## Assigned task
Repeat every entry below exactly as given.

## Material for this task
# # # # # # #

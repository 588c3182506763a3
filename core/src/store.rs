use std::collections::HashSet;

use anyhow::Result;

use crate::deduction::DeductionUpdate;
use crate::models::{
    IngredientLine, InventoryRecord, RecipeFilters, RecipeSummary, Scope, SubstitutionEdge,
    TaxonomyNode,
};

/// Bulk reads and the single atomic write the matching engine needs from storage.
///
/// Implementations must not be called per ingredient line by the scorer; every
/// method here is a set-at-a-time fetch.
pub trait PantryStore {
    /// Household scope when the user belongs to one, personal scope otherwise.
    fn resolve_scope(&self, user_id: i64) -> Result<Scope>;

    /// Taxonomy ids referenced by the scope's live (not soft-deleted) inventory records.
    fn fetch_inventory_ids(&self, scope: &Scope) -> Result<HashSet<i64>>;

    fn fetch_staple_ids(&self) -> Result<HashSet<i64>>;

    /// Edges whose `substitute_id` is in `owned`.
    fn fetch_substitution_edges(&self, owned: &HashSet<i64>) -> Result<Vec<SubstitutionEdge>>;

    /// Nodes for the given ids; unknown ids are silently absent.
    fn fetch_taxonomy_nodes(&self, ids: &[i64]) -> Result<Vec<TaxonomyNode>>;

    /// Public, non-deleted recipes matching `filters`.
    fn fetch_candidate_recipes(&self, filters: &RecipeFilters) -> Result<Vec<RecipeSummary>>;

    fn fetch_recipe(&self, recipe_id: i64) -> Result<Option<RecipeSummary>>;

    /// Lines for all given recipes, ordered by recipe then position.
    fn fetch_ingredient_lines(&self, recipe_ids: &[i64]) -> Result<Vec<IngredientLine>>;

    /// Live records for one taxonomy id, soonest expiration first, undated last.
    fn fetch_inventory_records_by_expiration(
        &self,
        scope: &Scope,
        taxonomy_id: i64,
    ) -> Result<Vec<InventoryRecord>>;

    /// Apply every update or none of them.
    fn persist_deduction(&self, updates: &[DeductionUpdate]) -> Result<()>;
}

# # # # # # #

## Output for this exercise
repository 588c3182506763a3
filename core/src/store.rs
use std::collections::HashSet;

use anyhow::Result;

use crate::deduction::DeductionUpdate;
use crate::models::{
    IngredientLine, InventoryRecord, RecipeFilters, RecipeSummary, Scope, SubstitutionEdge,
    TaxonomyNode,
};

/// Bulk reads and the single atomic write the matching engine needs from storage.
///
/// Implementations must not be called per ingredient line by the scorer; every
/// method here is a set-at-a-time fetch.
pub trait PantryStore {
    /// Household scope when the user belongs to one, personal scope otherwise.
    fn resolve_scope(&self, user_id: i64) -> Result<Scope>;

    /// Taxonomy ids referenced by the scope's live (not soft-deleted) inventory records.
    fn fetch_inventory_ids(&self, scope: &Scope) -> Result<HashSet<i64>>;

    fn fetch_staple_ids(&self) -> Result<HashSet<i64>>;

    /// Edges whose `substitute_id` is in `owned`.
    fn fetch_substitution_edges(&self, owned: &HashSet<i64>) -> Result<Vec<SubstitutionEdge>>;

    /// Nodes for the given ids; unknown ids are silently absent.
    fn fetch_taxonomy_nodes(&self, ids: &[i64]) -> Result<Vec<TaxonomyNode>>;

    /// Public, non-deleted recipes matching `filters`.
    fn fetch_candidate_recipes(&self, filters: &RecipeFilters) -> Result<Vec<RecipeSummary>>;

    fn fetch_recipe(&self, recipe_id: i64) -> Result<Option<RecipeSummary>>;

    /// Lines for all given recipes, ordered by recipe then position.
    fn fetch_ingredient_lines(&self, recipe_ids: &[i64]) -> Result<Vec<IngredientLine>>;

    /// Live records for one taxonomy id, soonest expiration first, undated last.
    fn fetch_inventory_records_by_expiration(
        &self,
        scope: &Scope,
        taxonomy_id: i64,
    ) -> Result<Vec<InventoryRecord>>;

    /// Apply every update or none of them.
    fn persist_deduction(&self, updates: &[DeductionUpdate]) -> Result<()>;
}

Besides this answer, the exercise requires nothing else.